* _Task statement_:
Find the number of lines containing the string "QueryCache" in the data. Answer with the number by itself.

* _Stored items_:
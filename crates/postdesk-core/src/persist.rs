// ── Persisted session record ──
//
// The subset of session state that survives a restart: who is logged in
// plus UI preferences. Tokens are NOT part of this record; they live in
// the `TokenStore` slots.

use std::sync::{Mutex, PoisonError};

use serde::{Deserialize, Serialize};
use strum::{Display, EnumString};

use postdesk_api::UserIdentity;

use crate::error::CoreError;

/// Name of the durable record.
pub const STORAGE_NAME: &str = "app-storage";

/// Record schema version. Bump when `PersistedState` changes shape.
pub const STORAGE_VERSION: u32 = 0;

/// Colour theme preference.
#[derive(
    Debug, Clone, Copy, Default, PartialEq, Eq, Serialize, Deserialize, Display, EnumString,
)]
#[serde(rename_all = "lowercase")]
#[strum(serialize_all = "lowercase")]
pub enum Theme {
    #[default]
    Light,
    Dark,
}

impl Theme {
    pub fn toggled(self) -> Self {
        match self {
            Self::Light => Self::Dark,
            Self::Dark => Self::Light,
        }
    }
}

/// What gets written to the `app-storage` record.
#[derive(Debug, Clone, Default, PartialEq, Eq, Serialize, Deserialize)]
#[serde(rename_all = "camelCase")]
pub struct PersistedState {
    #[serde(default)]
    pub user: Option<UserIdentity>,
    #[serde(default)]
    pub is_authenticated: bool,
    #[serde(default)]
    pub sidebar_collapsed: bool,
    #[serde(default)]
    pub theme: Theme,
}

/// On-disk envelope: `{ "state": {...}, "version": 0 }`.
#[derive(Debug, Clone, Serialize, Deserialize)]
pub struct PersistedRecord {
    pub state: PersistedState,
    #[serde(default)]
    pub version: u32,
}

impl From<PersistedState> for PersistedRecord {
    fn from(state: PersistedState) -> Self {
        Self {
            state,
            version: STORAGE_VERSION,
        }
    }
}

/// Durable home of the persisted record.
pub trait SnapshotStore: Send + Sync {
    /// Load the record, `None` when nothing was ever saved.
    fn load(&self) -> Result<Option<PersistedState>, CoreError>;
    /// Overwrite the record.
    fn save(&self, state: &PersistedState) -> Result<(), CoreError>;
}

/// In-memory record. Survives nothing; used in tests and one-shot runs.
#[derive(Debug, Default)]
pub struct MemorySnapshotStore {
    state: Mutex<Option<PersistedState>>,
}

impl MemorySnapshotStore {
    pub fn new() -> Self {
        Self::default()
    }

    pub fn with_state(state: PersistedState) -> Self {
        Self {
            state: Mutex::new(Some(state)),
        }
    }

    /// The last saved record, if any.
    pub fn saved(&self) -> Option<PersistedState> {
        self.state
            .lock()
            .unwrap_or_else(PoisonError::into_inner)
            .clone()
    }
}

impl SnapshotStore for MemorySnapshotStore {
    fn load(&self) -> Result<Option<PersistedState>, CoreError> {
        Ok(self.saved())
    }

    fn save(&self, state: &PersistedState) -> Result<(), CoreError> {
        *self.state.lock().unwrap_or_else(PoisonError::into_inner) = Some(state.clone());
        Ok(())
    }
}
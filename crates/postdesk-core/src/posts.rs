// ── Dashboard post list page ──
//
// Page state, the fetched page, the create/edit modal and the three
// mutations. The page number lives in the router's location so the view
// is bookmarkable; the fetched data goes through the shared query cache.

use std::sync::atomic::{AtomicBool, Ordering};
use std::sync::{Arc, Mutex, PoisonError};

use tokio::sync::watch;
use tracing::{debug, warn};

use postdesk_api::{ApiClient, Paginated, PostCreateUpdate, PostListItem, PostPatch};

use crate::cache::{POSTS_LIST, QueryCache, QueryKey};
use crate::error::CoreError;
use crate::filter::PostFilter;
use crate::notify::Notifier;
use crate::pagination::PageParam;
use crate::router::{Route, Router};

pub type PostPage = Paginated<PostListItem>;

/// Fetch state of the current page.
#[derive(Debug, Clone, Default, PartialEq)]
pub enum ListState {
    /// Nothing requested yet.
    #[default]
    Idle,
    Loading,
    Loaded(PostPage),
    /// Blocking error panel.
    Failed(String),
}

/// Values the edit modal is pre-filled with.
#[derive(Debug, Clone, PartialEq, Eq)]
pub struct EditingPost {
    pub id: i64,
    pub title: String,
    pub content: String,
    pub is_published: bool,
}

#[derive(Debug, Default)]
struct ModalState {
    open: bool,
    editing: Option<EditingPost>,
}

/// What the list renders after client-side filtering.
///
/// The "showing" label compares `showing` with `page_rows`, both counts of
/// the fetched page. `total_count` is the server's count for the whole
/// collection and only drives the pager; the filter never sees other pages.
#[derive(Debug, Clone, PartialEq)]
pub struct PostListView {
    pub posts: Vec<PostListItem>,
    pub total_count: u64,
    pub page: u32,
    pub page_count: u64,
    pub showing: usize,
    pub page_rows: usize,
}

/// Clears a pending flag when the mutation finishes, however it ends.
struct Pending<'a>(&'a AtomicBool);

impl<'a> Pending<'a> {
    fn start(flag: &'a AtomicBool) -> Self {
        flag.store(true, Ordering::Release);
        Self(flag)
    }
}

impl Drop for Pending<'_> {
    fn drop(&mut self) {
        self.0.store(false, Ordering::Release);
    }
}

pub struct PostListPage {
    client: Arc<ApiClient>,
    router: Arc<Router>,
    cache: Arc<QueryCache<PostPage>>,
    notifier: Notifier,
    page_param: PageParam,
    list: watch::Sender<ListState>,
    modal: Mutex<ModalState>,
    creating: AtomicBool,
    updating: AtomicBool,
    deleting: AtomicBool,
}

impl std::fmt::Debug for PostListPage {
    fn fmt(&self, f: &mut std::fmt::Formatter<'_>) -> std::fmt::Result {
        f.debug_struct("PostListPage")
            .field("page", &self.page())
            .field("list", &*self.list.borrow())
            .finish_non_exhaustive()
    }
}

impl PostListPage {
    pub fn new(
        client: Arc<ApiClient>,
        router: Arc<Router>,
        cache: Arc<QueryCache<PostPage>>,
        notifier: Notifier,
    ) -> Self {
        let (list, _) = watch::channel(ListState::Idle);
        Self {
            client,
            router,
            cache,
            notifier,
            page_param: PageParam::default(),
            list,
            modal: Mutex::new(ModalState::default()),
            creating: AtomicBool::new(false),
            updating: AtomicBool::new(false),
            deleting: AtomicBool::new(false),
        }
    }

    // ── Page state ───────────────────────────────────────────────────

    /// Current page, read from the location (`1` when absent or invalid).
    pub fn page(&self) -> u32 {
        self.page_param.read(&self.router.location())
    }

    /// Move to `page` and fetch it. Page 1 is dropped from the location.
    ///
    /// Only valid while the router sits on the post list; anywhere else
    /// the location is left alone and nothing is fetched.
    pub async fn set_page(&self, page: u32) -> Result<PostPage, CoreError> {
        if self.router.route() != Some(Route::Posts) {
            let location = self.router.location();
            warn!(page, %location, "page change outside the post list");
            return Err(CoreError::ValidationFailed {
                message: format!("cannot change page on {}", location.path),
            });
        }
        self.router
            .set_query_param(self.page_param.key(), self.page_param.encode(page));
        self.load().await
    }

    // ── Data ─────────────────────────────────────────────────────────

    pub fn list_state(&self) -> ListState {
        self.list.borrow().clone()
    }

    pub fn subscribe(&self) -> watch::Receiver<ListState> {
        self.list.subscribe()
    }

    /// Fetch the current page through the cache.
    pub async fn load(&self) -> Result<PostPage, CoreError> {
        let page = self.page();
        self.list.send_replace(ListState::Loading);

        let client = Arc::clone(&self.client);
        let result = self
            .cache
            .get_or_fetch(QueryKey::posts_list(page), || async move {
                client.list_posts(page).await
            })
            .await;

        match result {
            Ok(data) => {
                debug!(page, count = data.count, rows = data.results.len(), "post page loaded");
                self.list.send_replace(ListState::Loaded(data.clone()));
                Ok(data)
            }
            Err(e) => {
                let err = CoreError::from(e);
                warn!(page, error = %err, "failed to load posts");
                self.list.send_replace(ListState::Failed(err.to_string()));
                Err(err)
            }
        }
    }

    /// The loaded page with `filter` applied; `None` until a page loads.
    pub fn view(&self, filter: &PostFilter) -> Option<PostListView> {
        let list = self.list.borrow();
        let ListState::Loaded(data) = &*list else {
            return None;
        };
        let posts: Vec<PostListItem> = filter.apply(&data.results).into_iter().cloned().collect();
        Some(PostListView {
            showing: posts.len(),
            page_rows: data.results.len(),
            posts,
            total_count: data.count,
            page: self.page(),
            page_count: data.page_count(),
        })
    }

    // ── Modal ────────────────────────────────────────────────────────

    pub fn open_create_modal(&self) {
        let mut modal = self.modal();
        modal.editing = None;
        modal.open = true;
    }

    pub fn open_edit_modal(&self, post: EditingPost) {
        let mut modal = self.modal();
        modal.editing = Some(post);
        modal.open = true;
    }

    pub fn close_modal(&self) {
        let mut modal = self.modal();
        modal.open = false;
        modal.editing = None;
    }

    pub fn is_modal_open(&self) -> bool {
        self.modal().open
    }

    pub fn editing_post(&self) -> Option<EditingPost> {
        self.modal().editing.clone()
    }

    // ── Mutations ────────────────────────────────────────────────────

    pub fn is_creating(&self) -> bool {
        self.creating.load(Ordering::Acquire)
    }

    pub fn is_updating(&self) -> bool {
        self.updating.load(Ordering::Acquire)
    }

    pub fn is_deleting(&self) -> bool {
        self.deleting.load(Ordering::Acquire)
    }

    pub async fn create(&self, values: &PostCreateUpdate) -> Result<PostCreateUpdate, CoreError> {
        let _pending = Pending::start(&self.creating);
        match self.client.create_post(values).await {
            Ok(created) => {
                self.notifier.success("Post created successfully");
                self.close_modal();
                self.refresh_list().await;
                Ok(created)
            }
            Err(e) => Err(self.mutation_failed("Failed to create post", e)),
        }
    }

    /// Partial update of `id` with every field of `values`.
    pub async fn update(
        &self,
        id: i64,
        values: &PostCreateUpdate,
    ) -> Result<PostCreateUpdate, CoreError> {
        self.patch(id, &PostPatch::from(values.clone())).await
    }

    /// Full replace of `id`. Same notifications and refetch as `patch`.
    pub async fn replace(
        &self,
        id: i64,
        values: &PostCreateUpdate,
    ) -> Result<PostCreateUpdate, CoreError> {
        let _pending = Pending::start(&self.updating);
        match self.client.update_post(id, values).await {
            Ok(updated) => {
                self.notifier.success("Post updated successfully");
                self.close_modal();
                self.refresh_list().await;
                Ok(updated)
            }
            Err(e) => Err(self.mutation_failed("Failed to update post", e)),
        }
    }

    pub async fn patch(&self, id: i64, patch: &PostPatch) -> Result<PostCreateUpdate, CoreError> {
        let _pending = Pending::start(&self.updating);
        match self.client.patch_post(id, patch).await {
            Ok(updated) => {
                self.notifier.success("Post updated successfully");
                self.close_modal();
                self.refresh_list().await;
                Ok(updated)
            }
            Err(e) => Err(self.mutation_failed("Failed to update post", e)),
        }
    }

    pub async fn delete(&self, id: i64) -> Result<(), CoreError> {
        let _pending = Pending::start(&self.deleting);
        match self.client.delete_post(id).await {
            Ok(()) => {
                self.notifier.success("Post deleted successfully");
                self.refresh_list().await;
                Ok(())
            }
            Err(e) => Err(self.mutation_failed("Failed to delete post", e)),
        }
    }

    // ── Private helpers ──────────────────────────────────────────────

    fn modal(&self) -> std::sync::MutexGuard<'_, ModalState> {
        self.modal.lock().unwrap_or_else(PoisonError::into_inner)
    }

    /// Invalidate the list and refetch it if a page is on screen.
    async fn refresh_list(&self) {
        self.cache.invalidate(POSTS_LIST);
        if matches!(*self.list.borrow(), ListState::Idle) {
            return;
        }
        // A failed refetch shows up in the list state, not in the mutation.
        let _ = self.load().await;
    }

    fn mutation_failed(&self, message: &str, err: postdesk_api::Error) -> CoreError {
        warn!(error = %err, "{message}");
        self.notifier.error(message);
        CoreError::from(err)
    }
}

* _Reply to the task_:
3